Copy all lines below that use the word "stdout".

Supplied entries Start Marker

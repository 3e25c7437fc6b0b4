//! Element location strategies.
//!
//! Resolves logical UI references (id, class, structural path, tab key, item
//! text) to live handles through a [`TodoDriver`]. Single-element lookups by
//! id/class/path fail with [`ProbarError::ElementNotFound`], which the scenario
//! driver scopes to one check. Tab and item lookups return tagged values
//! instead, so a missing tab or item is data, not an error.

use crate::contract::{AppContract, NO_ACTIVE_TAB};
use crate::driver::{ElementHandle, Selector, TodoDriver};
use crate::result::{ProbarError, ProbarResult};
use std::fmt;
use tracing::trace;

/// Result of a lookup that may legitimately find nothing
#[derive(Debug, Clone, PartialEq, Eq)]
pub enum Lookup<T> {
    /// The lookup resolved
    Found(T),
    /// Nothing matched
    NotFound,
}

impl<T> Lookup<T> {
    /// Whether the lookup resolved
    #[must_use]
    pub const fn is_found(&self) -> bool {
        matches!(self, Self::Found(_))
    }

    /// Borrow the found value
    #[must_use]
    pub const fn found(&self) -> Option<&T> {
        match self {
            Self::Found(value) => Some(value),
            Self::NotFound => None,
        }
    }

    /// Convert into an `Option`
    #[must_use]
    pub fn into_option(self) -> Option<T> {
        match self {
            Self::Found(value) => Some(value),
            Self::NotFound => None,
        }
    }
}

impl<T> From<Option<T>> for Lookup<T> {
    fn from(value: Option<T>) -> Self {
        value.map_or(Self::NotFound, Self::Found)
    }
}

/// Label of the tab carrying the active marker
#[derive(Debug, Clone, PartialEq, Eq)]
pub enum ActiveTab {
    /// Text of the active tab
    Label(String),
    /// No tab is marked active
    NoneActive,
}

impl ActiveTab {
    /// The label, or `"ERROR"` when no tab is active
    #[must_use]
    pub fn as_str(&self) -> &str {
        match self {
            Self::Label(label) => label,
            Self::NoneActive => NO_ACTIVE_TAB,
        }
    }
}

impl fmt::Display for ActiveTab {
    fn fmt(&self, f: &mut fmt::Formatter<'_>) -> fmt::Result {
        f.write_str(self.as_str())
    }
}

impl PartialEq<str> for ActiveTab {
    fn eq(&self, other: &str) -> bool {
        self.as_str() == other
    }
}

impl PartialEq<&str> for ActiveTab {
    fn eq(&self, other: &&str) -> bool {
        self.as_str() == *other
    }
}

/// Resolves contract references to live handles
#[derive(Debug)]
pub struct ElementLocator<'a, D: TodoDriver + ?Sized> {
    driver: &'a D,
    contract: &'a AppContract,
}

impl<'a, D: TodoDriver + ?Sized> ElementLocator<'a, D> {
    /// Create a locator over a driver and contract
    #[must_use]
    pub const fn new(driver: &'a D, contract: &'a AppContract) -> Self {
        Self { driver, contract }
    }

    /// The contract this locator resolves against
    #[must_use]
    pub const fn contract(&self) -> &'a AppContract {
        self.contract
    }

    async fn first(&self, selector: Selector) -> ProbarResult<ElementHandle> {
        trace!(%selector, "locate");
        self.driver
            .find(&selector)
            .await?
            .ok_or_else(|| ProbarError::not_found(selector.to_string()))
    }

    /// First element with the given `id`
    pub async fn find_by_id(&self, id: &str) -> ProbarResult<ElementHandle> {
        self.first(Selector::id(id)).await
    }

    /// First element carrying the given class
    pub async fn find_by_class(&self, class: &str) -> ProbarResult<ElementHandle> {
        self.first(Selector::class(class)).await
    }

    /// First element at the given structural path
    pub async fn find_by_path(&self, path: &str) -> ProbarResult<ElementHandle> {
        self.first(Selector::xpath(path)).await
    }

    /// Every filter tab, in document order
    pub async fn find_all_tabs(&self) -> ProbarResult<Vec<ElementHandle>> {
        self.driver
            .find_all(&Selector::xpath(&self.contract.tab_path))
            .await
    }

    /// Every to-do item, in document order; empty when the list is empty
    pub async fn find_all_items(&self) -> ProbarResult<Vec<ElementHandle>> {
        self.driver
            .find_all(&Selector::xpath(&self.contract.item_path))
            .await
    }

    /// Most recently added item
    pub async fn find_last_item(&self) -> ProbarResult<Lookup<ElementHandle>> {
        Ok(self.find_all_items().await?.pop().into())
    }

    /// First item whose text equals `label` exactly
    pub async fn find_item_by_text(&self, label: &str) -> ProbarResult<Lookup<ElementHandle>> {
        for item in self.find_all_items().await? {
            if self.driver.text(&item).await? == label {
                return Ok(Lookup::Found(item));
            }
        }
        Ok(Lookup::NotFound)
    }

    /// Tab whose key attribute equals `key`
    pub async fn find_tab(&self, key: &str) -> ProbarResult<Lookup<ElementHandle>> {
        for tab in self.find_all_tabs().await? {
            let tab_key = self
                .driver
                .attribute(&tab, &self.contract.tab_key_attribute)
                .await?;
            if tab_key.as_deref() == Some(key) {
                return Ok(Lookup::Found(tab));
            }
        }
        Ok(Lookup::NotFound)
    }

    /// Label of the first tab whose class equals the active marker
    pub async fn find_active_tab(&self) -> ProbarResult<ActiveTab> {
        for tab in self.find_all_tabs().await? {
            let class = self.driver.attribute(&tab, "class").await?;
            if class.as_deref() == Some(self.contract.active_tab_class.as_str()) {
                return Ok(ActiveTab::Label(self.driver.text(&tab).await?));
            }
        }
        Ok(ActiveTab::NoneActive)
    }

    /// Number of tabs whose class equals the active marker
    pub async fn count_active_tabs(&self) -> ProbarResult<usize> {
        let mut marked = 0;
        for tab in self.find_all_tabs().await? {
            let class = self.driver.attribute(&tab, "class").await?;
            if class.as_deref() == Some(self.contract.active_tab_class.as_str()) {
                marked += 1;
            }
        }
        Ok(marked)
    }

    /// Checkbox inside an item
    pub async fn find_item_checkbox(&self, item: &ElementHandle) -> ProbarResult<ElementHandle> {
        self.within(item, Selector::class(&self.contract.checkbox_class))
            .await
    }

    /// Delete control inside an item
    pub async fn find_item_delete_button(
        &self,
        item: &ElementHandle,
    ) -> ProbarResult<ElementHandle> {
        self.within(item, Selector::class(&self.contract.delete_button_class))
            .await
    }

    async fn within(
        &self,
        parent: &ElementHandle,
        selector: Selector,
    ) -> ProbarResult<ElementHandle> {
        self.driver
            .find_within(parent, &selector)
            .await?
            .ok_or_else(|| ProbarError::not_found(format!("{selector} in {parent}")))
    }
}
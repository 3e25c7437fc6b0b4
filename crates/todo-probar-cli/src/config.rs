//! CLI configuration

use std::path::PathBuf;
use todo_probar::ReportFormat;

/// CLI verbosity level
#[derive(Debug, Clone, Copy, PartialEq, Eq, Default)]
pub enum Verbosity {
    /// Quiet - errors only
    Quiet,
    /// Normal - default output
    #[default]
    Normal,
    /// Verbose - step progress
    Verbose,
    /// Debug - every check
    Debug,
    /// Trace - every driver call
    Trace,
}

impl Verbosity {
    /// Map `-q` and the `-v` count to a level
    #[must_use]
    pub const fn from_flags(quiet: bool, verbose: u8) -> Self {
        if quiet {
            return Self::Quiet;
        }
        match verbose {
            0 => Self::Normal,
            1 => Self::Verbose,
            2 => Self::Debug,
            _ => Self::Trace,
        }
    }

    /// Check if quiet mode
    #[must_use]
    pub const fn is_quiet(self) -> bool {
        matches!(self, Self::Quiet)
    }

    /// Check if verbose or higher
    #[must_use]
    pub const fn is_verbose(self) -> bool {
        matches!(self, Self::Verbose | Self::Debug | Self::Trace)
    }

    /// Default `tracing` filter when `RUST_LOG` is unset
    #[must_use]
    pub const fn filter_directive(self) -> &'static str {
        match self {
            Self::Quiet => "error",
            Self::Normal => "warn",
            Self::Verbose => "info",
            Self::Debug => "debug",
            Self::Trace => "trace",
        }
    }
}

/// Color output choice
#[derive(Debug, Clone, Copy, PartialEq, Eq, Default)]
pub enum ColorChoice {
    /// Always use colors
    Always,
    /// Use colors when output is a terminal
    #[default]
    Auto,
    /// Never use colors
    Never,
}

impl ColorChoice {
    /// Should use colors based on output detection
    #[must_use]
    pub fn should_color(self) -> bool {
        match self {
            Self::Always => true,
            Self::Never => false,
            Self::Auto => std::io::IsTerminal::is_terminal(&std::io::stdout()),
        }
    }
}

/// CLI configuration
#[derive(Debug, Clone, Default)]
pub struct CliConfig {
    /// Verbosity level
    pub verbosity: Verbosity,
    /// Color output choice
    pub color: ColorChoice,
    /// Report format
    pub format: ReportFormat,
    /// Write the report here instead of stdout
    pub output: Option<PathBuf>,
}

impl CliConfig {
    /// Create new default configuration
    #[must_use]
    pub fn new() -> Self {
        Self::default()
    }

    /// Set verbosity
    #[must_use]
    pub const fn with_verbosity(mut self, verbosity: Verbosity) -> Self {
        self.verbosity = verbosity;
        self
    }

    /// Set color choice
    #[must_use]
    pub const fn with_color(mut self, color: ColorChoice) -> Self {
        self.color = color;
        self
    }

    /// Set report format
    #[must_use]
    pub const fn with_format(mut self, format: ReportFormat) -> Self {
        self.format = format;
        self
    }

    /// Set report destination
    #[must_use]
    pub fn with_output(mut self, output: Option<PathBuf>) -> Self {
        self.output = output;
        self
    }
}

#[cfg(test)]
#[allow(clippy::unwrap_used, clippy::expect_used)]
mod tests {
    use super::*;

    mod verbosity_tests {
        use super::*;

        #[test]
        fn test_default_verbosity() {
            assert_eq!(Verbosity::default(), Verbosity::Normal);
        }

        #[test]
        fn test_from_flags() {
            assert_eq!(Verbosity::from_flags(true, 3), Verbosity::Quiet);
            assert_eq!(Verbosity::from_flags(false, 0), Verbosity::Normal);
            assert_eq!(Verbosity::from_flags(false, 1), Verbosity::Verbose);
            assert_eq!(Verbosity::from_flags(false, 2), Verbosity::Debug);
            assert_eq!(Verbosity::from_flags(false, 7), Verbosity::Trace);
        }

        #[test]
        fn test_is_quiet() {
            assert!(Verbosity::Quiet.is_quiet());
            assert!(!Verbosity::Normal.is_quiet());
        }

        #[test]
        fn test_is_verbose() {
            assert!(!Verbosity::Quiet.is_verbose());
            assert!(!Verbosity::Normal.is_verbose());
            assert!(Verbosity::Verbose.is_verbose());
            assert!(Verbosity::Trace.is_verbose());
        }

        #[test]
        fn test_filter_directive() {
            assert_eq!(Verbosity::Normal.filter_directive(), "warn");
            assert_eq!(Verbosity::Verbose.filter_directive(), "info");
            assert_eq!(Verbosity::Debug.filter_directive(), "debug");
            assert_eq!(Verbosity::Trace.filter_directive(), "trace");
        }
    }

    mod color_choice_tests {
        use super::*;

        #[test]
        fn test_default_color() {
            assert_eq!(ColorChoice::default(), ColorChoice::Auto);
        }

        #[test]
        fn test_should_color_always() {
            assert!(ColorChoice::Always.should_color());
        }

        #[test]
        fn test_should_color_never() {
            assert!(!ColorChoice::Never.should_color());
        }
    }

    mod cli_config_tests {
        use super::*;

        #[test]
        fn test_default_config() {
            let config = CliConfig::default();
            assert_eq!(config.verbosity, Verbosity::Normal);
            assert_eq!(config.color, ColorChoice::Auto);
            assert_eq!(config.format, ReportFormat::Text);
            assert!(config.output.is_none());
        }

        #[test]
        fn test_chained_builders() {
            let config = CliConfig::new()
                .with_verbosity(Verbosity::Verbose)
                .with_color(ColorChoice::Always)
                .with_format(ReportFormat::Junit)
                .with_output(Some(PathBuf::from("report.xml")));

            assert_eq!(config.verbosity, Verbosity::Verbose);
            assert_eq!(config.color, ColorChoice::Always);
            assert_eq!(config.format, ReportFormat::Junit);
            assert_eq!(config.output, Some(PathBuf::from("report.xml")));
        }
    }
}
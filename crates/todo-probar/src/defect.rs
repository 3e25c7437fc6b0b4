//! Defect log
//!
//! Collects every mismatch a journey observes without stopping the run.
//! Each entry carries the message printed after the `ERROR- ` prefix, the step
//! it was found in, and optionally what the offending element looked like.

use chrono::{DateTime, Utc};
use serde::{Deserialize, Serialize};

/// Prefix of every printed defect line
pub const ERROR_PREFIX: &str = "ERROR- ";

/// What an element looked like when a check against it failed
#[derive(Debug, Clone, Default, PartialEq, Eq, Serialize, Deserialize)]
pub struct ElementSnapshot {
    /// How the element was located
    pub description: String,
    /// Visible text
    pub text: Option<String>,
    /// `class` attribute
    pub class: Option<String>,
    /// `id` attribute
    pub id: Option<String>,
    /// Live form value
    pub value: Option<String>,
}

/// A single recorded defect
#[derive(Debug, Clone, PartialEq, Eq, Serialize, Deserialize)]
pub struct Defect {
    /// Position in the log (0-based)
    pub index: usize,
    /// Step that observed the defect
    pub step: String,
    /// Human-readable message
    pub message: String,
    /// Actual vs. expected detail from the predicate
    #[serde(skip_serializing_if = "Option::is_none")]
    pub diagnostic: Option<String>,
    /// Offending element, when one was located
    #[serde(skip_serializing_if = "Option::is_none")]
    pub snapshot: Option<ElementSnapshot>,
    /// When the defect was recorded
    pub recorded_at: DateTime<Utc>,
}

impl Defect {
    /// The printed `ERROR- ...` line
    #[must_use]
    pub fn line(&self) -> String {
        format!("{ERROR_PREFIX}{}", self.message)
    }
}

/// Ordered defects of one journey run
#[derive(Debug, Clone, Default, PartialEq, Eq, Serialize, Deserialize)]
pub struct DefectLog {
    defects: Vec<Defect>,
}

impl DefectLog {
    /// Create an empty log
    #[must_use]
    pub fn new() -> Self {
        Self::default()
    }

    /// Record a defect and return the new total
    pub fn record(
        &mut self,
        step: impl Into<String>,
        message: impl Into<String>,
        diagnostic: Option<String>,
        snapshot: Option<ElementSnapshot>,
    ) -> u32 {
        let defect = Defect {
            index: self.defects.len(),
            step: step.into(),
            message: message.into(),
            diagnostic,
            snapshot,
            recorded_at: Utc::now(),
        };
        tracing::debug!(step = %defect.step, message = %defect.message, "defect recorded");
        self.defects.push(defect);
        self.count()
    }

    /// Total defects recorded
    #[must_use]
    pub fn count(&self) -> u32 {
        self.defects.len() as u32
    }

    /// Whether nothing was recorded
    #[must_use]
    pub fn is_clean(&self) -> bool {
        self.defects.is_empty()
    }

    /// Recorded defects in order
    #[must_use]
    pub fn defects(&self) -> &[Defect] {
        &self.defects
    }

    /// Defects recorded by a given step
    pub fn for_step<'a>(&'a self, step: &'a str) -> impl Iterator<Item = &'a Defect> + 'a {
        self.defects.iter().filter(move |d| d.step == step)
    }

    /// One `ERROR- ...` line per defect
    #[must_use]
    pub fn lines(&self) -> Vec<String> {
        self.defects.iter().map(Defect::line).collect()
    }

    /// Closing summary for this log
    #[must_use]
    pub fn summary_line(&self) -> String {
        summary_line(self.count())
    }
}

/// `Testing complete. Found <N> error(s) in the test run.`
#[must_use]
pub fn summary_line(count: u32) -> String {
    let plural = if count == 1 { "" } else { "s" };
    format!("Testing complete. Found {count} error{plural} in the test run.")
}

Supplied entries End Marker

Answer to this problem:
            Self::Auto => std::io::IsTerminal::is_terminal(&std::io::stdout()),
    /// Write the report here instead of stdout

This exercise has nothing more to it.